Anche rispetto a questa iniziativa, infatti, i risultati sono scarni.
Diventa a questo punto evidente agli occhi di chi governa che le azioni di contenimento dei flussi migratori debbano essere esercitate direttamente sul territorio libico, con un intento di esternalizzazione delle frontiere. È questo il primo vero momento di svolta nella narrazione delle migrazioni: a luglio 2017 gli sbarchi sulle coste italiane subiscono una brusca frenata, sostanzialmente dimezzandosi rispetto al mese precedente. In giugno, infatti, secondo i dati UNHCR, si sono potuti contare circa 25.000 arrivi dalla Libia; un mese dopo le persone sbarcate si sarebbero ridotte a 11.000 e il trend si sarebbe mantenuto se non decrescente, quantomeno esiguo, fino alle fine dell’anno. Lo stesso si può dire dei 3 anni successivi: i numeri, forniti dal Viminale, parlano di 23.370 arrivi nel 2018, 11.471 nel 2019 e 2.065 (dati rilevati al 18 febbraio) nel 2020.
Le supposizioni e le accuse su quanto accaduto nell’estate del 2017 insistono su due punti principali: le insinuazioni intorno ad accordi poco chiari stretti dall’Italia in Libia e il caos dovuto all’imminente scadenza dell’accordo di Skhirat.
Quella che Marco Minniti definisce, nell’agosto del 2017, una “visione”, che prevede il potenziamento della Guardia Costiera libica e la definizione di regole più chiare con i sindaci della città interessate dal traffico di migranti, viene vista dai suoi critici come una pioggia di soldi caduta sulla Libia con il preciso intento di fermare le partenze. In questa versione dei fatti, sostenuta a gran voce da alcune delle più accreditate testate americane, quali il New York Times e il Washington Post, si accusa il Governo italiano di collusione con i trafficanti libici. In un’inchiesta pubblicata da Associated Press nell’agosto 2017 si ipotizza, appunto, che sia stato stretto un accordo tra milizie libiche coinvolte nel traffico di esseri umani e l’Italia, al fine di porre un freno al flusso di migranti. Quanto sostenuto nell’inchiesta, suffragato dalla testimonianza di alcuni tra gli attori libici coinvolti, viene seccamente smentito dal Governo italiano, che dichiara di non negoziare con i trafficanti.

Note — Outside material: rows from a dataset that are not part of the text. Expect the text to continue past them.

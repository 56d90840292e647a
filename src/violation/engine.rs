//! Violation engine: per-track streak bookkeeping over zone or lane checks.

use std::collections::{HashMap, HashSet};

use serde::Serialize;
use tracing::debug;

use crate::error::Result;
use crate::tracker::{Detection, Rect};
use crate::violation::lane::{LaneBoundary, lane_violation_score};
use crate::violation::record::{TrackKey, ViolationRecord};
use crate::zone::ZoneStore;

/// Outcome of evaluating one detection on one frame.
#[derive(Debug, Clone, PartialEq, Serialize)]
pub struct ViolationStatus {
    pub track: TrackKey,
    pub is_violating: bool,
    pub consecutive_count: u32,
    pub total_count: u32,
    pub first_violation_frame: Option<u64>,
    /// Zones whose allow-list the vehicle broke this frame
    pub violated_zones: Vec<String>,
    /// Fraction outside the lanes, lane mode only
    pub lane_score: Option<f64>,
}

impl ViolationStatus {
    /// Confirmation is derived, not stored: a streak at least `threshold` long.
    pub fn is_confirmed(&self, threshold: u32) -> bool {
        self.is_violating && self.consecutive_count >= threshold
    }
}

/// Owns the violation history of one processing job.
#[derive(Debug, Clone)]
pub struct ViolationEngine {
    records: HashMap<TrackKey, ViolationRecord>,
    lane_threshold: f64,
}

impl Default for ViolationEngine {
    fn default() -> Self {
        Self::new(0.3)
    }
}

impl ViolationEngine {
    /// `lane_threshold` is the lane score above which a vehicle violates in lane mode.
    pub fn new(lane_threshold: f64) -> Self {
        Self {
            records: HashMap::new(),
            lane_threshold,
        }
    }

    /// Zone evaluation: the ground point of the detection is tested against
    /// `zone_ids` (every zone when empty). Being inside any of them while
    /// the class is not allowed there is a violation.
    pub fn evaluate(
        &mut self,
        zones: &ZoneStore,
        detection: &Detection,
        track: TrackKey,
        zone_ids: &[String],
        frame_index: u64,
    ) -> Result<ViolationStatus> {
        let check = zones.check_violation(&detection.ground_point(), &detection.class, zone_ids)?;
        let violating = check.is_violating();
        let record = self.observe(track, violating, frame_index, detection.bbox);

        Ok(status(track, record, violating, check.violated, None))
    }

    /// Lane evaluation: the vehicle violates when more than the configured
    /// fraction of its width lies outside every lane.
    pub fn evaluate_lane(
        &mut self,
        detection: &Detection,
        track: TrackKey,
        boundaries: &[LaneBoundary],
        frame_index: u64,
    ) -> ViolationStatus {
        let score = lane_violation_score(&detection.bbox, boundaries);
        let violating = score > self.lane_threshold;
        let record = self.observe(track, violating, frame_index, detection.bbox);

        status(track, record, violating, Vec::new(), Some(score))
    }

    fn observe(
        &mut self,
        track: TrackKey,
        violating: bool,
        frame_index: u64,
        bbox: Rect,
    ) -> &ViolationRecord {
        let record = self.records.entry(track).or_default();
        record.observe(violating, frame_index, bbox);
        record
    }

    pub fn is_confirmed(&self, track: TrackKey, threshold: u32) -> bool {
        self.records
            .get(&track)
            .is_some_and(|r| r.is_confirmed(threshold))
    }

    pub fn record(&self, track: TrackKey) -> Option<&ViolationRecord> {
        self.records.get(&track)
    }

    pub fn records(&self) -> impl Iterator<Item = (&TrackKey, &ViolationRecord)> {
        self.records.iter()
    }

    /// Break the streak of every identity not in `observed`.
    ///
    /// A vehicle that was not evaluated on this frame cannot extend a run
    /// of consecutive violations. Returns how many streaks were broken.
    pub fn break_unobserved(&mut self, observed: &HashSet<TrackKey>) -> usize {
        let mut broken = 0;
        for (key, record) in &mut self.records {
            if record.consecutive_violations > 0 && !observed.contains(key) {
                record.break_streak();
                broken += 1;
            }
        }
        if broken > 0 {
            debug!(broken, "streaks broken by unobserved vehicles");
        }
        broken
    }

    /// Drop the histories that are not mid-streak, and any not observed
    /// within `max_age` frames of `current_frame`. Returns how many went.
    pub fn cleanup(&mut self, max_age: u64, current_frame: u64) -> usize {
        let before = self.records.len();
        self.records.retain(|_, r| {
            let recent = r
                .last_observed_frame
                .is_some_and(|last| current_frame.saturating_sub(last) <= max_age);
            r.consecutive_violations > 0 && recent
        });
        let removed = before - self.records.len();
        if removed > 0 {
            debug!(removed, kept = self.records.len(), "cleaned up violation history");
        }
        removed
    }

    pub fn len(&self) -> usize {
        self.records.len()
    }

    pub fn is_empty(&self) -> bool {
        self.records.is_empty()
    }

    pub fn reset(&mut self) {
        self.records.clear();
    }
}

fn status(
    track: TrackKey,
    record: &ViolationRecord,
    violating: bool,
    violated_zones: Vec<String>,
    lane_score: Option<f64>,
) -> ViolationStatus {
    ViolationStatus {
        track,
        is_violating: violating,
        consecutive_count: record.consecutive_violations,
        total_count: record.total_violations,
        first_violation_frame: record.first_violation_frame,
        violated_zones,
        lane_score,
    }
}

#[cfg(test)]
mod tests {
    use super::*;
    use crate::zone::ZoneDefinition;

    fn zones() -> ZoneStore {
        ZoneStore::from_definitions([ZoneDefinition::new(
            "z1",
            "Car lane",
            &[(0.0, 0.0), (100.0, 0.0), (100.0, 100.0), (0.0, 100.0)],
            &["car"],
        )
        .with_reference_canvas(100, 100)])
        .unwrap()
    }

    /// Box whose bottom-center sits at (x, y).
    fn vehicle(class: &str, x: f64, y: f64) -> Detection {
        Detection::new(x - 10.0, y - 20.0, x + 10.0, y, 0.9, class)
    }

    #[test]
    fn test_truck_in_car_zone_confirms_on_third_frame() {
        let zones = zones();
        let mut engine = ViolationEngine::default();
        let key = TrackKey::Tracked(1);
        let selected = vec!["z1".to_string()];

        for frame in 1..=3 {
            let status = engine
                .evaluate(&zones, &vehicle("truck", 50.0, 50.0), key, &selected, frame)
                .unwrap();
            assert!(status.is_violating);
            assert_eq!(status.consecutive_count, frame as u32);
            assert_eq!(status.violated_zones, vec!["z1"]);
            assert_eq!(status.is_confirmed(3), frame == 3);
        }

        let record = engine.record(key).unwrap();
        assert_eq!(record.total_violations, 3);
        assert_eq!(record.first_violation_frame, Some(1));
        assert!(engine.is_confirmed(key, 3));
    }

    #[test]
    fn test_allowed_class_is_not_violating() {
        let mut engine = ViolationEngine::default();
        let status = engine
            .evaluate(&zones(), &vehicle("car", 50.0, 50.0), TrackKey::Tracked(1), &[], 0)
            .unwrap();
        assert!(!status.is_violating);
        assert_eq!(status.total_count, 0);
    }

    #[test]
    fn test_ground_point_decides_membership() {
        let mut engine = ViolationEngine::default();
        // Box centroid (50, 90) is inside, bottom-center (50, 130) is not.
        let det = Detection::new(40.0, 50.0, 60.0, 130.0, 0.9, "truck");
        let status = engine
            .evaluate(&zones(), &det, TrackKey::Tracked(1), &[], 0)
            .unwrap();
        assert!(!status.is_violating);
    }

    #[test]
    fn test_streak_resets_immediately() {
        let zones = zones();
        let mut engine = ViolationEngine::default();
        let key = TrackKey::Tracked(7);

        engine.evaluate(&zones, &vehicle("truck", 50.0, 50.0), key, &[], 10).unwrap();
        engine.evaluate(&zones, &vehicle("truck", 50.0, 50.0), key, &[], 11).unwrap();
        let status = engine
            .evaluate(&zones, &vehicle("truck", 500.0, 50.0), key, &[], 12)
            .unwrap();
        assert_eq!(status.consecutive_count, 0);
        assert_eq!(status.total_count, 2);
        assert_eq!(status.first_violation_frame, None);

        let status = engine
            .evaluate(&zones, &vehicle("truck", 50.0, 50.0), key, &[], 13)
            .unwrap();
        assert_eq!(status.consecutive_count, 1);
        assert_eq!(status.first_violation_frame, Some(13));
    }

    #[test]
    fn test_unknown_selected_zone_is_error() {
        let mut engine = ViolationEngine::default();
        let result = engine.evaluate(
            &zones(),
            &vehicle("truck", 50.0, 50.0),
            TrackKey::Tracked(1),
            &["missing".to_string()],
            0,
        );
        assert!(result.is_err());
        assert!(engine.is_empty());
    }

    #[test]
    fn test_untracked_detections_share_a_bucket() {
        let zones = zones();
        let mut engine = ViolationEngine::default();
        engine
            .evaluate(&zones, &vehicle("truck", 20.0, 50.0), TrackKey::Untracked, &[], 0)
            .unwrap();
        let status = engine
            .evaluate(&zones, &vehicle("bus", 80.0, 50.0), TrackKey::Untracked, &[], 0)
            .unwrap();
        assert_eq!(status.consecutive_count, 2);
        assert_eq!(engine.len(), 1);
    }

    #[test]
    fn test_cleanup_keeps_active_streaks() {
        let zones = zones();
        let mut engine = ViolationEngine::default();
        engine
            .evaluate(&zones, &vehicle("truck", 50.0, 50.0), TrackKey::Tracked(1), &[], 0)
            .unwrap();
        engine
            .evaluate(&zones, &vehicle("car", 50.0, 50.0), TrackKey::Tracked(2), &[], 0)
            .unwrap();

        assert_eq!(engine.cleanup(30, 0), 1);
        assert!(engine.record(TrackKey::Tracked(1)).is_some());
        assert!(engine.record(TrackKey::Tracked(2)).is_none());
    }

    #[test]
    fn test_cleanup_drops_stale_streaks() {
        let zones = zones();
        let mut engine = ViolationEngine::default();
        engine
            .evaluate(&zones, &vehicle("truck", 50.0, 50.0), TrackKey::Tracked(1), &[], 0)
            .unwrap();
        engine
            .evaluate(&zones, &vehicle("truck", 50.0, 50.0), TrackKey::Tracked(2), &[], 8)
            .unwrap();

        // Track 1 is mid-streak but has not been seen for 10 frames
        assert_eq!(engine.cleanup(5, 10), 1);
        assert!(engine.record(TrackKey::Tracked(1)).is_none());
        assert!(engine.record(TrackKey::Tracked(2)).is_some());
    }

    #[test]
    fn test_unobserved_streaks_break() {
        let zones = zones();
        let mut engine = ViolationEngine::default();
        for frame in 0..2 {
            for id in [1, 2] {
                engine
                    .evaluate(&zones, &vehicle("truck", 50.0, 50.0), TrackKey::Tracked(id), &[], frame)
                    .unwrap();
            }
        }

        // Frame 2: only track 2 is seen
        let observed = HashSet::from([TrackKey::Tracked(2)]);
        assert_eq!(engine.break_unobserved(&observed), 1);
        let gone = engine.record(TrackKey::Tracked(1)).unwrap();
        assert_eq!(gone.consecutive_violations, 0);
        assert_eq!(gone.total_violations, 2);
        assert_eq!(gone.first_violation_frame, None);
        assert_eq!(engine.record(TrackKey::Tracked(2)).unwrap().consecutive_violations, 2);

        // Back on frame 3: a fresh streak, not the third in a row
        let status = engine
            .evaluate(&zones, &vehicle("truck", 50.0, 50.0), TrackKey::Tracked(1), &[], 3)
            .unwrap();
        assert_eq!(status.consecutive_count, 1);
        assert!(!status.is_confirmed(3));
    }

    #[test]
    fn test_lane_mode() {
        let mut engine = ViolationEngine::new(0.3);
        let lanes = [LaneBoundary::new(0.0, 100.0)];
        let key = TrackKey::Tracked(1);

        let inside = Detection::new(10.0, 0.0, 90.0, 40.0, 0.9, "car");
        let status = engine.evaluate_lane(&inside, key, &lanes, 0);
        assert!(!status.is_violating);
        assert_eq!(status.lane_score, Some(0.0));

        let straddling = Detection::new(50.0, 0.0, 150.0, 40.0, 0.9, "car");
        let status = engine.evaluate_lane(&straddling, key, &lanes, 1);
        assert!(status.is_violating);
        assert_eq!(status.consecutive_count, 1);
        assert_eq!(status.first_violation_frame, Some(1));
    }
}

Il destino indefinito post Skhirat apre, però, nuovi scenari: come sottolineato da Luca Ranieri in un articolo per Limes del giugno 2019, “per le fazioni libiche assicurarsi un posto al sole nell’assetto politico della Libia post-2017 significava soprattutto poter estendere il proprio racket a settori lucrativi, quali banche, petrolio e istituzioni finanziarie”. Sembra, quindi, plausibile, che in molti abbiano adoperato un riposizionamento delle loro attività, convertendosi alla lotta al traffico di migranti e abbandonando il traffico stesso, al fine di inserirsi come protagonisti in una nuova fase politica ed economica.